Des rebelles conformes à leur conformisme
12 Octobre 2014 , Rédigé par Fred Sabourin Publié dans #Presse book
Le rideau est tombé sur la 17e édition des Rendez-vous de l’histoire de Blois. 1000 intervenants et 400 rencontres, un cycle cinéma, un salon du livre. Et un défilé de ministres.
Rebelles les Rendez-vous de l’histoire ? Probablement pas autant que l’affiche le laissait croire, et espérer. Et cela malgré le clin d’œil anecdotique dès les premières pages du programme officiel. Deux figures de "rebelles" semblent ironiquement scruter les amateurs d’histoire : Aurélie Filippetti, ex-ministre de la Culture. Et Benoît Hamont, ex-ministre de l’Éducation nationale. Ils signent tous les deux un éditorial qui fait sourire aujourd’hui. Le 25 août dernier, ils sont sortis du gouvernement, victimes de leur parole et attitude indépendantes. Comme des rebelles. Les organisateurs ont visiblement été pris de court, et le programme n’a pas été corrigé. En revanche, ils n’ont pas été pris de court sur le défilé de ministres – dont Manuel Valls – pour venir se pencher sur ce bel adolescent de 17 ans. Jusqu’à la présence de son fondateur lui-même, Jack Lang, désormais président de l’IMA (Institut du Monde arabe). Des ministres dont la rébellion est souvent soluble dans l’exercice du pouvoir, ce qu'il dira lui-même en substance lors d’une table ronde sur les rebelles au pouvoir.

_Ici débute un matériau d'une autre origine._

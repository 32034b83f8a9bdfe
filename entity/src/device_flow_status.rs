use sea_orm::entity::prelude::*;
use serde::{Deserialize, Serialize};

/// Status of a device authorization flow through its lifecycle.
#[derive(
    Debug, Clone, Copy, Eq, PartialEq, EnumIter, Deserialize, Default, Serialize, DeriveActiveEnum,
)]
#[serde(rename_all = "lowercase")]
#[sea_orm(rs_type = "String", db_type = "Enum", enum_name = "device_flow_status")]
pub enum DeviceFlowStatus {
    /// Waiting for a person to approve the user code
    #[sea_orm(string_value = "pending")]
    #[default]
    Pending,
    /// Approved, holding the token until the device polls
    #[sea_orm(string_value = "approved")]
    Approved,
    /// The token was handed to the device
    #[sea_orm(string_value = "consumed")]
    Consumed,
    /// The flow outlived its deadline
    #[sea_orm(string_value = "expired")]
    Expired,
}

impl std::fmt::Display for DeviceFlowStatus {
    fn fmt(&self, fmt: &mut std::fmt::Formatter<'_>) -> std::fmt::Result {
        match self {
            DeviceFlowStatus::Pending => write!(fmt, "pending"),
            DeviceFlowStatus::Approved => write!(fmt, "approved"),
            DeviceFlowStatus::Consumed => write!(fmt, "consumed"),
            DeviceFlowStatus::Expired => write!(fmt, "expired"),
        }
    }
}
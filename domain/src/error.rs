//! Error types for the `domain` layer.
use device_auth::error::{Error as DeviceAuthError, ErrorKind as DeviceAuthErrorKind};
use std::error::Error as StdError;
use std::fmt;

/// Top-level domain error type.
/// Errors in the Domain layer are modeled as a tree structure
/// with `domain::error::Error` as the root type holding a tree of `error_kind`
/// enums that represent the kinds of errors that can occur in the domain layer or
/// in lower layers. The `source` field is used to hold the original error that caused
/// the domain error. `web` maps the `error_kind`s to HTTP status codes without depending
/// on `device-auth` or `entity_api` directly.
#[derive(Debug)]
pub struct Error {
    pub source: Option<Box<dyn StdError + Send + Sync>>,
    pub error_kind: DomainErrorKind,
}

/// Enum representing the major categories of errors that can occur in the `domain` layer.
#[derive(Debug, PartialEq)]
pub enum DomainErrorKind {
    Internal(InternalErrorKind),
    Caller(CallerErrorKind),
}

/// Failures on the server side that the caller cannot fix.
#[derive(Debug, PartialEq)]
pub enum InternalErrorKind {
    /// The flow store failed or could not be reached.
    Store,
    /// Unique codes could not be generated.
    CodeGeneration,
    Config,
    Other(String),
}

/// Failures caused by what the caller sent.
#[derive(Debug, PartialEq)]
pub enum CallerErrorKind {
    Unauthenticated,
    InvalidUserCode,
    MissingAccessToken,
}

impl fmt::Display for Error {
    fn fmt(&self, f: &mut fmt::Formatter) -> fmt::Result {
        write!(f, "Domain Error: {:?}", self.error_kind)
    }
}

impl StdError for Error {
    fn source(&self) -> Option<&(dyn StdError + 'static)> {
        self.source
            .as_ref()
            .map(|e| e.as_ref() as &(dyn StdError + 'static))
    }
}

impl Error {
    pub(crate) fn config(message: impl Into<String>) -> Self {
        Error {
            source: Some(message.into().into()),
            error_kind: DomainErrorKind::Internal(InternalErrorKind::Config),
        }
    }
}

// This is where we translate errors from the `device-auth` layer to the `domain` layer.
impl From<DeviceAuthError> for Error {
    fn from(err: DeviceAuthError) -> Self {
        let error_kind = match &err.error_kind {
            DeviceAuthErrorKind::Unauthorized => {
                DomainErrorKind::Caller(CallerErrorKind::Unauthenticated)
            }
            DeviceAuthErrorKind::InvalidUserCode => {
                DomainErrorKind::Caller(CallerErrorKind::InvalidUserCode)
            }
            DeviceAuthErrorKind::MissingAccessToken => {
                DomainErrorKind::Caller(CallerErrorKind::MissingAccessToken)
            }
            DeviceAuthErrorKind::CodeGeneration => {
                DomainErrorKind::Internal(InternalErrorKind::CodeGeneration)
            }
            DeviceAuthErrorKind::Store(_) => DomainErrorKind::Internal(InternalErrorKind::Store),
        };

        Error {
            source: Some(Box::new(err)),
            error_kind,
        }
    }
}

impl From<jsonwebtoken::errors::Error> for Error {
    fn from(err: jsonwebtoken::errors::Error) -> Self {
        Error {
            source: Some(Box::new(err)),
            error_kind: DomainErrorKind::Caller(CallerErrorKind::Unauthenticated),
        }
    }
}
//! Error types for the `device-auth` crate.
//!
//! Follows the same pattern as domain::error with a root Error struct and error kind enums.
//! Protocol outcomes such as expiry, rate limiting and unknown device codes are not errors;
//! they are reported through `PollResponse` and `ApproveStatus`.

use std::error::Error as StdError;
use std::fmt;

/// Top-level error type for device-auth crate.
/// Holds error kind and optional source for error chaining.
#[derive(Debug)]
pub struct Error {
    pub source: Option<Box<dyn StdError + Send + Sync>>,
    pub error_kind: ErrorKind,
}

/// Major categories of errors in device-auth.
#[derive(Debug, PartialEq)]
pub enum ErrorKind {
    /// `approve` was called without an authenticated caller.
    Unauthorized,
    /// The user code does not identify any flow.
    InvalidUserCode,
    /// `approve` was called with an empty access token.
    MissingAccessToken,
    /// Unique code generation kept colliding.
    CodeGeneration,
    /// The flow store failed.
    Store(StoreErrorKind),
}

/// Errors from flow store operations.
#[derive(Debug, PartialEq)]
pub enum StoreErrorKind {
    /// The backing store could not be reached or rejected the operation.
    Unavailable,
    /// A unique code is already taken by another flow.
    Conflict,
    /// Encrypting or decrypting the escorted token failed.
    Encryption,
}

impl fmt::Display for Error {
    fn fmt(&self, f: &mut fmt::Formatter) -> fmt::Result {
        match &self.error_kind {
            ErrorKind::Unauthorized => write!(f, "Unauthorized"),
            ErrorKind::InvalidUserCode => write!(f, "Invalid user code"),
            ErrorKind::MissingAccessToken => write!(f, "Access token is required"),
            ErrorKind::CodeGeneration => write!(f, "Failed to generate a unique code"),
            ErrorKind::Store(kind) => write!(f, "Flow store error: {:?}", kind),
        }
    }
}

impl StdError for Error {
    fn source(&self) -> Option<&(dyn StdError + 'static)> {
        self.source
            .as_ref()
            .map(|e| e.as_ref() as &(dyn StdError + 'static))
    }
}

impl From<ErrorKind> for Error {
    fn from(error_kind: ErrorKind) -> Self {
        Error {
            source: None,
            error_kind,
        }
    }
}

/// Helper function to create flow store errors.
pub fn store_error(kind: StoreErrorKind, message: &str) -> Error {
    Error {
        source: Some(message.to_string().into()),
        error_kind: ErrorKind::Store(kind),
    }
}

#[cfg(test)]
mod tests {
    use super::*;

    #[test]
    fn display_does_not_leak_source_details() {
        let err = store_error(StoreErrorKind::Unavailable, "connection refused to 10.0.0.4");
        assert_eq!(err.to_string(), "Flow store error: Unavailable");
        assert!(err.source().is_some());
    }

    #[test]
    fn error_kind_converts_without_source() {
        let err: Error = ErrorKind::Unauthorized.into();
        assert_eq!(err.error_kind, ErrorKind::Unauthorized);
        assert!(err.source.is_none());
    }
}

Le Tigre rugit-il encore ?
Dès l’ouverture de cette « plus importante rencontre d’intellectuels en France » comme aiment à le rappeler le maire Marc Gricourt mais aussi Jean-Noël Jeanneney président du comité scientifique des Rendez-vous de l’histoire, la ministre de l’Education nationale Najat Vallaud-Belkacem a donné le ton de la modération très politique sur le thème de l’année pourtant explosif : les rebelles. Condorcet, Olympe de Gouge, Mandela. Mais aussi Simone de Beauvoir, Victor Hugo, Georges Brassens, Joan Baez : les grandes figures de rebelles selon ses propres goûts. « Ma forme préférée de rébellion, c’est l’action politique, être membre d’un gouvernement dont je suis solidaire », a-t-elle ajouté dans le dernier temps de son intervention vendredi 10 octobre, devant un parterre d’officiels et de professeurs, pas tous rebelles loin de là. « La rébellion, c’est l’engagement, oui c’est possible à l’intérieur d’un système. La France qui s’engage, c’est la France qui sort de la crise », dira-t-elle à la fin, avec un lyrisme très contenu.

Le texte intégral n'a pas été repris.